# YOUR TASK
In the entries below, find the line with "#[serde(flatten)]" and the line with "let mut seen: HashMap<&str, &str>"; give again those lines and every line between them, exactly.

# EXTRACTED INFORMATION
== Segment start ==
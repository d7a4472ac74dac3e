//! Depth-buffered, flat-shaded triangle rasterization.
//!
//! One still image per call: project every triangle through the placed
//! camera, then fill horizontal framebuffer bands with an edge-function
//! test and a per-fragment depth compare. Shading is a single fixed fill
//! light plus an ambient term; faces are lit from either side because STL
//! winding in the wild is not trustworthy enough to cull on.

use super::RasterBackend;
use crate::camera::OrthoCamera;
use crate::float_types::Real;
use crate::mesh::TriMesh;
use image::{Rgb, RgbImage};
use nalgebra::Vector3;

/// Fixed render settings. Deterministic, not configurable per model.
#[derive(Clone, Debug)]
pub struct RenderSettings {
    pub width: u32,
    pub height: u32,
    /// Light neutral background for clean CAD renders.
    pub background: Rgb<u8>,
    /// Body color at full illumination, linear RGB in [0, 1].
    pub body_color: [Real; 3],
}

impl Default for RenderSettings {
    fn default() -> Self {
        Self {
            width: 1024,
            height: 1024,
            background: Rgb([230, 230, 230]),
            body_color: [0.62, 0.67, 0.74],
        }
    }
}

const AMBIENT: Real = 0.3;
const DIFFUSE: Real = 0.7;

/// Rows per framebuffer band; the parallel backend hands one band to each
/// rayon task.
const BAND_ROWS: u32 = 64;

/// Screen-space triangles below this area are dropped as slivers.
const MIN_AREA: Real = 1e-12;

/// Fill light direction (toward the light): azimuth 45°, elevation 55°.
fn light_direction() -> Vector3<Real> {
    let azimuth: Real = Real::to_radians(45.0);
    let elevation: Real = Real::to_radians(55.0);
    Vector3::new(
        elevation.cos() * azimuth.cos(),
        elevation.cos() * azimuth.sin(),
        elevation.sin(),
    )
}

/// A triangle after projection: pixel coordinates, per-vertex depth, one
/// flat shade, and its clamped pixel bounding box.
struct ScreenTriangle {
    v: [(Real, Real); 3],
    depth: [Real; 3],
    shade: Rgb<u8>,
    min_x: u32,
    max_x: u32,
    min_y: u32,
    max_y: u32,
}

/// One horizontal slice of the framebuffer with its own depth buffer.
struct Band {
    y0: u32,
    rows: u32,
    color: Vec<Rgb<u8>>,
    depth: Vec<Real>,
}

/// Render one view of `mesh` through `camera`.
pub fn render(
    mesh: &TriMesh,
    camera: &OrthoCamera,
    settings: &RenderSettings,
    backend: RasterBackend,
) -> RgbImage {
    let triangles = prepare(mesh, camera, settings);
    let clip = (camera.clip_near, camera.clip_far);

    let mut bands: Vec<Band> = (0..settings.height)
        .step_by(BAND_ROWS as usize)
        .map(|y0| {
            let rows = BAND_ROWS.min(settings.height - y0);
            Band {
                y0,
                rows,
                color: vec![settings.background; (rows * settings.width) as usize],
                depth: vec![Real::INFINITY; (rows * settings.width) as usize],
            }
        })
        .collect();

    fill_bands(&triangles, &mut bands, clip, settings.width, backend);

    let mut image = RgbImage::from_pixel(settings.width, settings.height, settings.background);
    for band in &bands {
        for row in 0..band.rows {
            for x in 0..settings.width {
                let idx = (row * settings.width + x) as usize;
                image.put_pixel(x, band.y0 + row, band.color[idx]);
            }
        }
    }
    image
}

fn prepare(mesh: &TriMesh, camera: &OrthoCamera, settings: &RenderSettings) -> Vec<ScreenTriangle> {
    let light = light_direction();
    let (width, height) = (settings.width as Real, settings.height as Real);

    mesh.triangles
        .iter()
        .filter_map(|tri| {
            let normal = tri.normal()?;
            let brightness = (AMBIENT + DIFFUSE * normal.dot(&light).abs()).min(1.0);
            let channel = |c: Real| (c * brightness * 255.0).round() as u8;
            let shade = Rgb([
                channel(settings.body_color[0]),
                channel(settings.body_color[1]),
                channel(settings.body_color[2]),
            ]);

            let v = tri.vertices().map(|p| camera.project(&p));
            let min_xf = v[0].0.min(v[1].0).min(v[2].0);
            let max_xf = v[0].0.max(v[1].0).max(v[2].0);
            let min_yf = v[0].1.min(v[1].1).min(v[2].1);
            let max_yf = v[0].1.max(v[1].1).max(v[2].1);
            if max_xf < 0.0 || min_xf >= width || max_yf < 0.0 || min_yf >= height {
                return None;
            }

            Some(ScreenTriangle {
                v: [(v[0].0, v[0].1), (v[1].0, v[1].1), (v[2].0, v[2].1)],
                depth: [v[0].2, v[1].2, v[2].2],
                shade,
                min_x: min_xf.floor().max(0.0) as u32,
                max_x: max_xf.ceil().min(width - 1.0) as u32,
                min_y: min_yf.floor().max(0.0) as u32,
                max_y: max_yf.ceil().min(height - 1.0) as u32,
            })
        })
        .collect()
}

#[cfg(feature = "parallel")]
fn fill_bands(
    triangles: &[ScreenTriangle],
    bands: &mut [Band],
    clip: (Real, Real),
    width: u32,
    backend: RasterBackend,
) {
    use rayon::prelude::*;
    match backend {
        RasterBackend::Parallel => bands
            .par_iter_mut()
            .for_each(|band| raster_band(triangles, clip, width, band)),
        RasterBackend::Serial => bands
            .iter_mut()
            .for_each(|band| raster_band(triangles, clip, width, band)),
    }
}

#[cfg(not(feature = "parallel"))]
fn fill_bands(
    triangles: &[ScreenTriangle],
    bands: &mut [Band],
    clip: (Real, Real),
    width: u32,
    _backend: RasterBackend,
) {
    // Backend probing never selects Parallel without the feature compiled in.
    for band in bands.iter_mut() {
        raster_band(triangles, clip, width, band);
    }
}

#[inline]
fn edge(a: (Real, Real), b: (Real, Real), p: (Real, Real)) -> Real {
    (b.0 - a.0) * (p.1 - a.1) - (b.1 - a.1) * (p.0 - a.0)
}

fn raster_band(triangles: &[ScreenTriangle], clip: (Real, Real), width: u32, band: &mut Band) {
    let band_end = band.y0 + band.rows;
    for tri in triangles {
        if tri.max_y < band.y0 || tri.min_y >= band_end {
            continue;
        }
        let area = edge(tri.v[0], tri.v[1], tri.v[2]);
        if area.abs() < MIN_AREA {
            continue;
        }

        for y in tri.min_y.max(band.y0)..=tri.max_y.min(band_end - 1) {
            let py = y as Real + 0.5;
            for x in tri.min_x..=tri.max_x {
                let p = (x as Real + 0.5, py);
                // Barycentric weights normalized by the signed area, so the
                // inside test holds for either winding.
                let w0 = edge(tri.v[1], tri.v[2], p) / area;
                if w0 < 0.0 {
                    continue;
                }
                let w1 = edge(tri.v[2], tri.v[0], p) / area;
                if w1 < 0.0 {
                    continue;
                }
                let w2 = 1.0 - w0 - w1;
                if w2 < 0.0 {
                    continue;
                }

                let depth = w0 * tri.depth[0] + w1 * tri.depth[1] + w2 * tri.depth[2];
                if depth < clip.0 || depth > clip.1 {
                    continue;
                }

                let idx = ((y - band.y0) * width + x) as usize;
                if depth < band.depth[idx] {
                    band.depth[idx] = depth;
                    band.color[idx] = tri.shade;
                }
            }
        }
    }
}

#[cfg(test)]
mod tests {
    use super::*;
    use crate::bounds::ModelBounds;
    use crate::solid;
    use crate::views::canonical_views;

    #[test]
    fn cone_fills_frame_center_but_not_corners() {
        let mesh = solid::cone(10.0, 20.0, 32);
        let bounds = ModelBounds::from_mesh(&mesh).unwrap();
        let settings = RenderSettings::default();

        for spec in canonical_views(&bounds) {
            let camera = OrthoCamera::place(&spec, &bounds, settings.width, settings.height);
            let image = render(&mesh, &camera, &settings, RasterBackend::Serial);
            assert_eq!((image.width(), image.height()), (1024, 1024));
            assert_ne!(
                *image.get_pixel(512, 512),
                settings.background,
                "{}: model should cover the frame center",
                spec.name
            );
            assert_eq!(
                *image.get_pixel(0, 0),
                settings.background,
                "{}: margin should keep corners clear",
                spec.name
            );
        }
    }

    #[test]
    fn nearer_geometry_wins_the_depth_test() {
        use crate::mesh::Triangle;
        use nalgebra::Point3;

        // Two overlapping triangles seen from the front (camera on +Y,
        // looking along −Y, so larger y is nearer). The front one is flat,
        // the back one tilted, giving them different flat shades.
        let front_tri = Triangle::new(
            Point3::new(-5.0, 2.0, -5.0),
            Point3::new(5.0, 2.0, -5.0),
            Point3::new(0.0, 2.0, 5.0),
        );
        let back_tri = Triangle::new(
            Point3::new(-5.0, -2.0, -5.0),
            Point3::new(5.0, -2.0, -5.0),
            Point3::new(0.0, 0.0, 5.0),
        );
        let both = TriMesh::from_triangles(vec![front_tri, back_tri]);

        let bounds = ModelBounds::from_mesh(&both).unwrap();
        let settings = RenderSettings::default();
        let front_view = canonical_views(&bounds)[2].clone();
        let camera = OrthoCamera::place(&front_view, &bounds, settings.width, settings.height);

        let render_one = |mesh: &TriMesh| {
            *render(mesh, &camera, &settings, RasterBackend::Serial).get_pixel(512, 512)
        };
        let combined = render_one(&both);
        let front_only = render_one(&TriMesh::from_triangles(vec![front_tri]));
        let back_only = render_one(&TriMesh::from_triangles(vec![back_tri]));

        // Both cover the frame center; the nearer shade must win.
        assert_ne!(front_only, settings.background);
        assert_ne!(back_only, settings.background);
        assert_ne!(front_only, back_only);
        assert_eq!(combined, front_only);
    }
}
== Segment end ==
== Segment start ==
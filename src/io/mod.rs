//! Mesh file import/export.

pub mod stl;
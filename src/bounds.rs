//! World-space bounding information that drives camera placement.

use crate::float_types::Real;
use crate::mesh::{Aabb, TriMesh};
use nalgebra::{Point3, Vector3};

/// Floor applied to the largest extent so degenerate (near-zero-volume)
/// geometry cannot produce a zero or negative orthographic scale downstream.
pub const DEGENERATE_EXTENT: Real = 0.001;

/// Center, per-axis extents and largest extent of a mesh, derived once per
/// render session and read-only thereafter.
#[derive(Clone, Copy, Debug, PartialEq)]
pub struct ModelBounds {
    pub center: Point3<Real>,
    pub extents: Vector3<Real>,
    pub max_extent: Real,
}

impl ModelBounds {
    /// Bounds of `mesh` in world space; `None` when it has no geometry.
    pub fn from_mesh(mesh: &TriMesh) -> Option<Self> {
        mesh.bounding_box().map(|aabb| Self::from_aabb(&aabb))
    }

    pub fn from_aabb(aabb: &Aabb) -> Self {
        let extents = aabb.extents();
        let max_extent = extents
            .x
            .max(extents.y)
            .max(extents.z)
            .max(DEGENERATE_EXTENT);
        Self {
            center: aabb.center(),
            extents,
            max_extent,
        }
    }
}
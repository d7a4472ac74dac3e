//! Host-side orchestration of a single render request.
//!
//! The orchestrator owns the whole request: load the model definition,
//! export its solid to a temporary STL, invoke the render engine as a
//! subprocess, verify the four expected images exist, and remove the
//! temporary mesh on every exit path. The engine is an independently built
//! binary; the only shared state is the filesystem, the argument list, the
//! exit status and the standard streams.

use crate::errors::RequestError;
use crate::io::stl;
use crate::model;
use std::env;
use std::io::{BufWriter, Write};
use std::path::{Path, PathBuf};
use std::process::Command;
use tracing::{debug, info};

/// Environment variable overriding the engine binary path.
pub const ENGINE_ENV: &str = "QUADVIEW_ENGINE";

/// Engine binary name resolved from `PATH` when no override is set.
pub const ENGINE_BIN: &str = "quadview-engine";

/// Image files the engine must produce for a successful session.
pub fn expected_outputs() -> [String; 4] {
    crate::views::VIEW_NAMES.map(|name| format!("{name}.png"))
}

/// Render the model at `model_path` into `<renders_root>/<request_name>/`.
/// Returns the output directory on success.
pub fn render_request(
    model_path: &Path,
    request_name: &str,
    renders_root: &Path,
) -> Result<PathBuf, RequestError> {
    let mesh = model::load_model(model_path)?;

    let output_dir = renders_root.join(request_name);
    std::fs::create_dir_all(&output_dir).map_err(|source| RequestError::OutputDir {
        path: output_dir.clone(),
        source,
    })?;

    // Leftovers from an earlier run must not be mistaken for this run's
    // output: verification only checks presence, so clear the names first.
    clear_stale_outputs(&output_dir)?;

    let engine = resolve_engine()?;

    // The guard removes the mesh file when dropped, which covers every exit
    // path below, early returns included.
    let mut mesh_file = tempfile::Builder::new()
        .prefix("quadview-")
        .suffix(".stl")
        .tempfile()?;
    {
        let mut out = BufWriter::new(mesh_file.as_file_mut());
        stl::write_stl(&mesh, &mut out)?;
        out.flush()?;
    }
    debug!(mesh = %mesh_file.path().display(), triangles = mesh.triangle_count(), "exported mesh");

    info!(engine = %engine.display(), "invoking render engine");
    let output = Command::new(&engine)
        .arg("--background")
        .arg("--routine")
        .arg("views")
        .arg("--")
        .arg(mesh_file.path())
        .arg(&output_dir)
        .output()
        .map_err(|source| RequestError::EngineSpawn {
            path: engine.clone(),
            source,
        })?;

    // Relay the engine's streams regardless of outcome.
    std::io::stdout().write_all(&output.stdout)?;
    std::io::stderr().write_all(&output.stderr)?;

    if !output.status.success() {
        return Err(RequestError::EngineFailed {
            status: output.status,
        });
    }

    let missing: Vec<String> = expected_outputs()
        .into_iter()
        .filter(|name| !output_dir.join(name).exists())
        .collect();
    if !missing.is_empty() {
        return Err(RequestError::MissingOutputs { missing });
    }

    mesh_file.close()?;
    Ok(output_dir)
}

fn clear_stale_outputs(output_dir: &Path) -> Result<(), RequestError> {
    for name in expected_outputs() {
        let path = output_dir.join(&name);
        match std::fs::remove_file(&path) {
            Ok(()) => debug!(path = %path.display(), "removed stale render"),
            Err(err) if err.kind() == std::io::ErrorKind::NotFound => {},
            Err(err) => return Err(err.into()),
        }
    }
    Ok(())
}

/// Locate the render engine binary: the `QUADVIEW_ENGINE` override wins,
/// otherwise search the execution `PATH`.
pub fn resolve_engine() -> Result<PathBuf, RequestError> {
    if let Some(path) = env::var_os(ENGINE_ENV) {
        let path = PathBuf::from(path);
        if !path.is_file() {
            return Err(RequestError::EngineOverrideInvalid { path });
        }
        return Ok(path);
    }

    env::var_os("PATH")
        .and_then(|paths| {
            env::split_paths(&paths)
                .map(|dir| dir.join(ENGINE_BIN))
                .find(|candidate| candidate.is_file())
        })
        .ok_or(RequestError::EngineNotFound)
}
== Segment end ==
== Segment start ==
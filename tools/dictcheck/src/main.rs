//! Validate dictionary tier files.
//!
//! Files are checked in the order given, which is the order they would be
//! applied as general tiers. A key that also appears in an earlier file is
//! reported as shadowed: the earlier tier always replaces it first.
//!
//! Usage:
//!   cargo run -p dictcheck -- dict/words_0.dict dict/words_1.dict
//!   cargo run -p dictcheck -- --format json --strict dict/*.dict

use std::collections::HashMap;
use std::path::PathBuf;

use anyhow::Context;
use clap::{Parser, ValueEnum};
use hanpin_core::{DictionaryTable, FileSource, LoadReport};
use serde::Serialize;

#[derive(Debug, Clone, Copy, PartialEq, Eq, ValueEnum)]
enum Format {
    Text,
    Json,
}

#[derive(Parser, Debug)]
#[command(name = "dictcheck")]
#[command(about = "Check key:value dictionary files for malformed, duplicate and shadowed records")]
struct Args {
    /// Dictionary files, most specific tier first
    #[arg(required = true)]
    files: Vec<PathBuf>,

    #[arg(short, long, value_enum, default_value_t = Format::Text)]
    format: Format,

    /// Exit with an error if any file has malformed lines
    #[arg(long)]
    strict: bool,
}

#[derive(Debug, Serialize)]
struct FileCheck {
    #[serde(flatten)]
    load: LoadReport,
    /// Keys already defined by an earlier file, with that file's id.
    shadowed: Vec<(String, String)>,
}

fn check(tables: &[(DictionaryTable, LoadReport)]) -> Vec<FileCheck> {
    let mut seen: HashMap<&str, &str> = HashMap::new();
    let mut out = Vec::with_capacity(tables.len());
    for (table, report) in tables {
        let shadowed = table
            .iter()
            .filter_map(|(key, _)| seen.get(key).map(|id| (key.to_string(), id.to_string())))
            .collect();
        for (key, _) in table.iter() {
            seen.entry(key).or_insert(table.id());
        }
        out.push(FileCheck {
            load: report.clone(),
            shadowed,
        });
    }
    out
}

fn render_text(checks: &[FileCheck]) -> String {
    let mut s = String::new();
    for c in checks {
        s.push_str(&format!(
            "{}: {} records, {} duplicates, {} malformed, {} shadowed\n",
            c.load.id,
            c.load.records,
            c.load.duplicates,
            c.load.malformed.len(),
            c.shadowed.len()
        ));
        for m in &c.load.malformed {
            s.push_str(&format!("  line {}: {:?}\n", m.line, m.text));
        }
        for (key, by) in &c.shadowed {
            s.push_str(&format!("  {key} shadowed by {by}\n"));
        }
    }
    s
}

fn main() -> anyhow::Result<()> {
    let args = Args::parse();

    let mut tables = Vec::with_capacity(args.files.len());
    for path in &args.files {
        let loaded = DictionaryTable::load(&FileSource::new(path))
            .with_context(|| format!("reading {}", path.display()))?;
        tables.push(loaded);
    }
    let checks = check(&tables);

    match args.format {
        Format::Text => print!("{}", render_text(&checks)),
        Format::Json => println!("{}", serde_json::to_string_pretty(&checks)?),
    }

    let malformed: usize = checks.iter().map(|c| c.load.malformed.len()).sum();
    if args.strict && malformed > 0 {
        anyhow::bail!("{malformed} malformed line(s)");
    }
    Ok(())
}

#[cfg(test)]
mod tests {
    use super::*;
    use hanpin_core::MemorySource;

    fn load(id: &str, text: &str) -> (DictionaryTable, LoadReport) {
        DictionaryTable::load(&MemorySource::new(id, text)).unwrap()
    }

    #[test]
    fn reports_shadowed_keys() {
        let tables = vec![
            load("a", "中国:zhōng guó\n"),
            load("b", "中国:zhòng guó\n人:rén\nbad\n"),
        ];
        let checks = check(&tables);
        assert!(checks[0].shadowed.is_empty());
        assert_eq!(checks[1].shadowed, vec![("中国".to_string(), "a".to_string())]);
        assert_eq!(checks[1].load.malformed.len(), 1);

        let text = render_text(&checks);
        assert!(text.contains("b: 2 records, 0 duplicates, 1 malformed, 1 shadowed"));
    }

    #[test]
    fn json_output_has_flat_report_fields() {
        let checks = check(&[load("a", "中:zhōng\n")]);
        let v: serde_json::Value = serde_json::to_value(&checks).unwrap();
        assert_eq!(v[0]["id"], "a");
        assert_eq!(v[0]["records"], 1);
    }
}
== Segment end ==
# REPLY
    #[serde(flatten)]
    load: LoadReport,
    /// Keys already defined by an earlier file, with that file's id.
    shadowed: Vec<(String, String)>,
}

fn check(tables: &[(DictionaryTable, LoadReport)]) -> Vec<FileCheck> {
    let mut seen: HashMap<&str, &str> = HashMap::new();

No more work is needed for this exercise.